Every child has natural abilities of one sort or another. However, it is not every child that gets the opportunity to unearth these innate endowments which may result in under- development because these talents remained latent and never saw the light of day. Experts argue that the best period to groom talent is at an early age. While the talent development industry remains largely underdeveloped in the country, Peter Ntigurirwa, who is both a guitarist and pianist, took the lead to revamp the music industry and started David’s Temple Music School to help young children develop their talents and grow to become professional musicians. Education Times’ Diane Mushimiyimana had a chat with him to learn more about the school.
What inspired you to start a music school?
Basically, I took time to observe our music industry and realised that there is a huge gap of people who are able to play musical instruments. The majority of our local singers relied on expatriates to facilitate their live performances. I thought I could do something about it by shaping a new generation of professional musicians who can sing and play musical instruments. In 2015, I decided to start David’s Temple Music School to give holiday music courses to children.
What category of children do you receive?
The school accepts children aged three to 18 years. I believe that in this age range a child’s mind is really fresh and are able to explore their potential fully. At this age, they can learn fast and master anything you teach them and grow up with the skills gained to use for a life time.
What are the special aspects of your trainings?
We offer world-class musical training. The school uses the same curriculum as the one used at international music schools. The school is equipped with eight pianos, 12 guitars and drums, among others.
We also have professional teachers who train children individually depending on their areas of interest. The courses are divided in six modules. The music courses do not stop our students from pursuing formal learning as we only operate during the long holiday.
Each long holiday (October- January) they are trained in two modules and continue to finish other modules the following holidays. We also offer them internship opportunities to practise what they learnt.
How many children have you trained so far?
In three years of our operation, we have been able to train 110 children and now they are practising in their respective churches and some can even perform at concerts. Now we have an intake of 80 children, but the school has the capacity to accommodate more. We call upon every parent to get their children registered as well.
Can music help a child to be more productive as an adult?
Generally, arts are one of the highest paying careers one can think of. In countries where entertainment is well developed industry, musicians earn a lot of money and that’s what we want to happen here in Rwanda. Even today, the artists we have earn more than many people in office jobs.
We believe that the majority of children we are training now will be among the super music stars that will be no longer relying on limited job opportunities but use their talents to earn a living.
What role should parents play in helping their children identify their talents and nurturing them?
The role of parents in empowering their children to exercise their strengths is indispensable. One of the greatest gifts you can give your children is the opportunity to explore their potential without limiting them only to formal education.
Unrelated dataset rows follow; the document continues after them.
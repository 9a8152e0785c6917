//! Plane vehicle implementation
//!
//! The flying-wing vehicle built on skylark_core: per-mode control
//! logic, the mode manager, and the per-cycle [`PlaneContext`] that
//! carries every collaborator a mode may touch.
//!
//! There is deliberately no global state here. The superloop owns the
//! collaborators, builds a `PlaneContext` each iteration, and hands it
//! to [`mode_manager::ModeManager::update`].

pub mod mode;
pub mod mode_manager;

pub use mode_manager::ModeManager;

use crate::subsystems::AttitudeHold;
use skylark_core::actuator::ActuatorInterface;
use skylark_core::ahrs::{AttitudeSnapshot, PositionFix};
use skylark_core::mission::FlightPlan;
use skylark_core::mode::{PendingTransition, VehicleState};
use skylark_core::parameters::ParameterStore;
use skylark_core::rc::PilotInput;
use skylark_core::scheduler::TimerService;

use mode::tune::Autotuner;

/// Everything a mode may read or command during one superloop cycle.
///
/// Snapshots (`attitude`, `position`, `pilot`, `now_us`) are refreshed
/// by the superloop before each update; the references point at the
/// long-lived collaborators owned outside the mode machine.
pub struct PlaneContext<'a> {
    /// Latest attitude sample from the AAHRS collaborator
    pub attitude: AttitudeSnapshot,
    /// Latest position sample from the GPS collaborator
    pub position: PositionFix,
    /// Latest pilot sticks from the receiver collaborator
    pub pilot: PilotInput,
    /// Wall clock for this cycle (microseconds)
    pub now_us: u64,
    /// Actuator sink (elevons, throttle, bay servo)
    pub actuators: &'a mut dyn ActuatorInterface,
    /// Shared attitude-hold inner loop
    pub attitude_hold: &'a mut AttitudeHold,
    /// Deferred-transition timer service
    pub timer: &'a mut dyn TimerService,
    /// Flight-plan provider for AUTO
    pub plan: &'a mut dyn FlightPlan,
    /// Configuration store, read at mode-init time
    pub params: &'a ParameterStore,
    /// Transition mailbox drained by the mode manager
    pub pending: &'a PendingTransition,
    /// Shared mode/safety state
    pub vehicle: &'a VehicleState,
    /// External autotuner, required by TUNE
    pub tuner: Option<&'a mut dyn Autotuner>,
}
pub mod mocks;
pub mod strategies;
pub mod stub_endpoint;
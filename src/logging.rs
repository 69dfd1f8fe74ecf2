//! # Logging Module
//!
//! Environment-aware console logging for the roster-client library. The
//! embedding application may install its own subscriber first; this
//! initializer is a no-op in that case.

use std::io::IsTerminal;
use std::sync::OnceLock;
use tracing_subscriber::{fmt, layer::SubscriberExt, util::SubscriberInitExt, EnvFilter, Layer};

static TRACING_INITIALIZED: OnceLock<()> = OnceLock::new();

/// Initialize console logging
///
/// Safe to call more than once; only the first call does anything. If a
/// global subscriber is already installed the call logs through it and
/// leaves it in place.
pub fn init_tracing() {
    TRACING_INITIALIZED.get_or_init(|| {
        let environment = get_environment();
        let log_level = get_log_level(&environment);

        // ANSI colors only when stdout is a TTY
        let use_ansi = IsTerminal::is_terminal(&std::io::stdout());

        let console_layer = fmt::layer()
            .with_target(true)
            .with_thread_ids(true)
            .with_level(true)
            .with_ansi(use_ansi)
            .with_filter(EnvFilter::new(&log_level));

        let subscriber = tracing_subscriber::registry().with(console_layer);

        if subscriber.try_init().is_err() {
            tracing::debug!(
                "Global tracing subscriber already initialized - continuing with existing subscriber"
            );
        } else {
            tracing::info!(
                environment = %environment,
                ansi_colors = use_ansi,
                "Console logging initialized"
            );
        }
    });
}

/// Get current environment from environment variables
fn get_environment() -> String {
    std::env::var("ROSTER_ENV")
        .or_else(|_| std::env::var("APP_ENV"))
        .unwrap_or_else(|_| "development".to_string())
}

/// Get log level based on environment variables or environment defaults
fn get_log_level(environment: &str) -> String {
    // First check for explicit LOG_LEVEL environment variable
    if let Ok(level) = std::env::var("LOG_LEVEL") {
        return level.to_lowercase();
    }

    // Then check for RUST_LOG environment variable
    if let Ok(level) = std::env::var("RUST_LOG") {
        return level.to_lowercase();
    }

    // Fall back to environment-based defaults
    match environment {
        "test" => "debug".to_string(),
        "development" => "debug".to_string(),
        "production" => "info".to_string(),
        _ => "debug".to_string(),
    }
}
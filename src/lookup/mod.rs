//! Worker Directory Lookup
//!
//! HTTP client for the spreadsheet-backed worker directory, plus the
//! positional row mapping that turns directory rows into typed records.

pub mod client;
pub mod record;

pub use client::WorkerLookupClient;
pub use record::{ColumnMapping, Gender, WorkerRecord};
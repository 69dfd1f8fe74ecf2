//! # Connectivity Manager
//!
//! Probes and controls the document store's online state. The manager
//! answers one question cheaply and honestly: can the store be reached
//! right now? It short-circuits on local signals where possible, races
//! every remote check against a timeout, retries transient failures with
//! exponential backoff, and reports terminal failures with a diagnostic
//! specific enough to act on.

use std::sync::Arc;
use std::time::Duration;

use parking_lot::RwLock;
use serde::{Deserialize, Serialize};
use tokio::sync::watch;
use tokio::task::JoinHandle;
use tokio::time::{sleep, timeout};
use tracing::{debug, error, info, warn};
use uuid::Uuid;

use crate::config::ConnectivityConfig;
use crate::connectivity::platform::NetworkStatus;
use crate::connectivity::store::DocumentStore;
use crate::error::StoreError;

/// Outcome of a connectivity operation
#[derive(Debug, Clone, PartialEq, Eq, Serialize, Deserialize)]
pub struct ConnectivityResult {
    pub success: bool,
    /// Failure diagnostic, present when `success` is false
    pub error: Option<String>,
}

impl ConnectivityResult {
    pub fn ok() -> Self {
        Self {
            success: true,
            error: None,
        }
    }

    pub fn failed(message: impl Into<String>) -> Self {
        Self {
            success: false,
            error: Some(message.into()),
        }
    }
}

/// Connectivity state of the document store
#[derive(Debug, Clone, Serialize, Deserialize, PartialEq, Eq)]
pub enum ConnectivityStatus {
    /// No probe has run yet
    Untested,
    /// A probe is currently in flight
    Checking,
    /// The last probe confirmed the store is reachable
    Healthy,
    /// The last probe failed
    Degraded {
        /// Reason the store is considered unreachable
        reason: String,
    },
    /// The network layer was explicitly disabled
    OfflineForced,
}

impl ConnectivityStatus {
    /// Check if the last probe confirmed reachability
    pub fn is_healthy(&self) -> bool {
        matches!(self, ConnectivityStatus::Healthy)
    }

    /// Check if the state warrants operator attention
    pub fn needs_attention(&self) -> bool {
        matches!(
            self,
            ConnectivityStatus::Degraded { .. } | ConnectivityStatus::OfflineForced
        )
    }

    /// Get a human-readable description of the connectivity state
    pub fn description(&self) -> String {
        match self {
            ConnectivityStatus::Untested => "Untested - no probe has run".to_string(),
            ConnectivityStatus::Checking => "Checking - probe in flight".to_string(),
            ConnectivityStatus::Healthy => "Healthy - store reachable".to_string(),
            ConnectivityStatus::Degraded { reason } => format!("Degraded - {reason}"),
            ConnectivityStatus::OfflineForced => {
                "Offline - network layer disabled by request".to_string()
            }
        }
    }
}

/// Connectivity probing and network-layer control for the document store
pub struct ConnectivityManager {
    store: Arc<dyn DocumentStore>,
    network: Arc<dyn NetworkStatus>,
    config: ConnectivityConfig,
    status: RwLock<ConnectivityStatus>,
}

impl std::fmt::Debug for ConnectivityManager {
    fn fmt(&self, f: &mut std::fmt::Formatter<'_>) -> std::fmt::Result {
        f.debug_struct("ConnectivityManager")
            .field("sentinel_path", &self.config.sentinel_path)
            .field("probe_timeout_ms", &self.config.probe_timeout_ms)
            .field("max_retries", &self.config.max_retries)
            .field("status", &*self.status.read())
            .finish()
    }
}

impl ConnectivityManager {
    pub fn new(
        store: Arc<dyn DocumentStore>,
        network: Arc<dyn NetworkStatus>,
        config: ConnectivityConfig,
    ) -> Self {
        info!(
            sentinel_path = %config.sentinel_path,
            probe_timeout_ms = config.probe_timeout_ms,
            max_retries = config.max_retries,
            "Connectivity manager initialized"
        );
        Self {
            store,
            network,
            config,
            status: RwLock::new(ConnectivityStatus::Untested),
        }
    }

    /// Current connectivity status
    pub fn status(&self) -> ConnectivityStatus {
        self.status.read().clone()
    }

    fn set_status(&self, status: ConnectivityStatus) {
        *self.status.write() = status;
    }

    /// Probe whether the document store is reachable.
    ///
    /// The probe short-circuits twice before touching the network: a
    /// runtime that reports offline fails immediately, and a missing
    /// session succeeds immediately since an unauthenticated read would
    /// only measure security rules, not connectivity. Otherwise it fetches
    /// the sentinel document, racing each attempt against
    /// `probe_timeout_ms`. Transient failures retry with exponential
    /// backoff; permission and precondition failures are terminal and
    /// reported with a specific diagnostic.
    pub async fn probe(&self) -> ConnectivityResult {
        let probe_id = Uuid::new_v4();
        self.set_status(ConnectivityStatus::Checking);

        if !self.network.is_online() {
            warn!(probe_id = %probe_id, "Runtime reports offline, skipping remote probe");
            let message = "runtime reports offline";
            self.set_status(ConnectivityStatus::Degraded {
                reason: message.to_string(),
            });
            return ConnectivityResult::failed(message);
        }

        let session = match self.store.current_session() {
            Some(session) => session,
            None => {
                debug!(probe_id = %probe_id, "No authenticated session, probe succeeds without a remote call");
                self.set_status(ConnectivityStatus::Healthy);
                return ConnectivityResult::ok();
            }
        };

        debug!(
            probe_id = %probe_id,
            user_id = %session.user_id,
            sentinel_path = %self.config.sentinel_path,
            "Probing document store connectivity"
        );

        let probe_timeout = Duration::from_millis(self.config.probe_timeout_ms);
        let mut delay = Duration::from_millis(self.config.retry_base_delay_ms);
        let mut last_failure = String::new();

        for attempt in 0..=self.config.max_retries {
            if attempt > 0 {
                debug!(
                    probe_id = %probe_id,
                    retry = attempt,
                    delay_ms = delay.as_millis() as u64,
                    "Retrying connectivity probe after backoff"
                );
                sleep(delay).await;
                // Products that are not representable as a delay (negative,
                // non-finite, overflowing) keep the previous delay.
                delay = Duration::try_from_secs_f64(
                    delay.as_secs_f64() * self.config.retry_backoff_multiplier,
                )
                .unwrap_or(delay);
            }

            match timeout(
                probe_timeout,
                self.store.get_document(&self.config.sentinel_path),
            )
            .await
            {
                Ok(Ok(_)) => {
                    info!(probe_id = %probe_id, attempt, "Connectivity probe succeeded");
                    self.set_status(ConnectivityStatus::Healthy);
                    return ConnectivityResult::ok();
                }
                Ok(Err(e)) if !e.is_transient() => {
                    let message = terminal_diagnostic(&e);
                    error!(
                        probe_id = %probe_id,
                        attempt,
                        error = %e,
                        "Connectivity probe failed with a terminal error"
                    );
                    self.set_status(ConnectivityStatus::Degraded {
                        reason: message.clone(),
                    });
                    return ConnectivityResult::failed(message);
                }
                Ok(Err(e)) => {
                    warn!(
                        probe_id = %probe_id,
                        attempt,
                        error = %e,
                        "Connectivity probe failed with a transient error"
                    );
                    last_failure = e.to_string();
                }
                Err(_) => {
                    warn!(
                        probe_id = %probe_id,
                        attempt,
                        timeout_ms = self.config.probe_timeout_ms,
                        "Connectivity probe timed out"
                    );
                    last_failure = format!("timed out after {}ms", self.config.probe_timeout_ms);
                }
            }
        }

        let message = format!(
            "store unreachable after {} attempts: {}",
            self.config.max_retries + 1,
            last_failure
        );
        error!(probe_id = %probe_id, "Connectivity probe exhausted retries: {}", last_failure);
        self.set_status(ConnectivityStatus::Degraded {
            reason: message.clone(),
        });
        ConnectivityResult::failed(message)
    }

    /// Disable the store's network layer, forcing cache-only reads.
    pub async fn force_offline(&self) -> ConnectivityResult {
        match self.store.disable_network().await {
            Ok(()) => {
                info!("Store network layer disabled");
                self.set_status(ConnectivityStatus::OfflineForced);
                ConnectivityResult::ok()
            }
            Err(e) => {
                error!(error = %e, "Failed to disable store network layer");
                ConnectivityResult::failed(format!("failed to disable network: {e}"))
            }
        }
    }

    /// Re-enable the store's network layer.
    ///
    /// Success resets the status to [`ConnectivityStatus::Untested`]: the
    /// layer is up again but reachability is unknown until the next probe.
    pub async fn force_online(&self) -> ConnectivityResult {
        match self.store.enable_network().await {
            Ok(()) => {
                info!("Store network layer enabled");
                self.set_status(ConnectivityStatus::Untested);
                ConnectivityResult::ok()
            }
            Err(e) => {
                error!(error = %e, "Failed to enable store network layer");
                ConnectivityResult::failed(format!("failed to enable network: {e}"))
            }
        }
    }

    /// Spawn a background task that recovers connectivity automatically.
    ///
    /// `network_events` carries the runtime's reachability signal. On each
    /// observed offline-to-online transition the task re-enables the store's
    /// network layer and runs one probe; outcomes are logged, never
    /// returned. The baseline is snapshotted before the task is spawned, so
    /// a transition that lands before its first poll still registers as a
    /// change. Recoveries run serially on the channel's latest value: a
    /// flap that completes while a recovery is in flight is coalesced away
    /// rather than queued. The task exits when the sender side of the
    /// channel is dropped.
    pub fn spawn_reconnect_watcher(
        self: Arc<Self>,
        mut network_events: watch::Receiver<bool>,
    ) -> JoinHandle<()> {
        // Snapshot before spawning: a transition that lands before the
        // task's first poll must compare against the creation-time state.
        let mut was_online = *network_events.borrow_and_update();
        tokio::spawn(async move {
            while network_events.changed().await.is_ok() {
                let online = *network_events.borrow_and_update();
                if online && !was_online {
                    info!("Network connectivity regained, attempting store recovery");
                    if let Err(e) = self.store.enable_network().await {
                        warn!(error = %e, "Failed to re-enable store network layer during recovery");
                    }
                    let result = self.probe().await;
                    if result.success {
                        info!("Reconnect recovery probe succeeded");
                    } else {
                        warn!(
                            error = result.error.as_deref().unwrap_or("unknown"),
                            "Reconnect recovery probe failed"
                        );
                    }
                }
                was_online = online;
            }
            debug!("Network event channel closed, reconnect watcher exiting");
        })
    }
}

/// Diagnostic message for a terminal probe failure.
///
/// Permission and precondition failures have known causes worth naming;
/// everything else is reported as-is.
fn terminal_diagnostic(error: &StoreError) -> String {
    match error {
        StoreError::PermissionDenied(_) => {
            "permission denied by store security rules; check the authenticated role's read access to the sentinel document".to_string()
        }
        StoreError::FailedPrecondition(_) => {
            "store precondition failed; local persistence may be disabled or held by another instance".to_string()
        }
        other => format!("store request failed: {other}"),
    }
}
We always encourage parents to talk to their children often to be able to pursue areas of their interest. Parents can also understand their children’s special talents from observing them. And once a parent takes keen note of what interests their children, they should go an extra-mile to nurture this potential.
Parents should respect their children’s choices as children do not have to always follow the career choices or academic paths dictated by their parents.
Some parents fear that the music career can compromise their children’s morals. What’s your take on this?
I think music is not to blame for misbehaviour of some music stars. As the Kinyarwanda saying goes, ‘umwana apfa mu iterura’, which literary means ‘an adult’s poor discipline depends on how they were raised’. Here at David’s Temple Music School we compliment parents by including ethical lessons to make sure the children we train grow up disciplined. We also invite prominent local musicians with good reputation to give the children guidance on how to they shot to fame without indulging in unlawful acts and we encourage the kids to take them as their role models.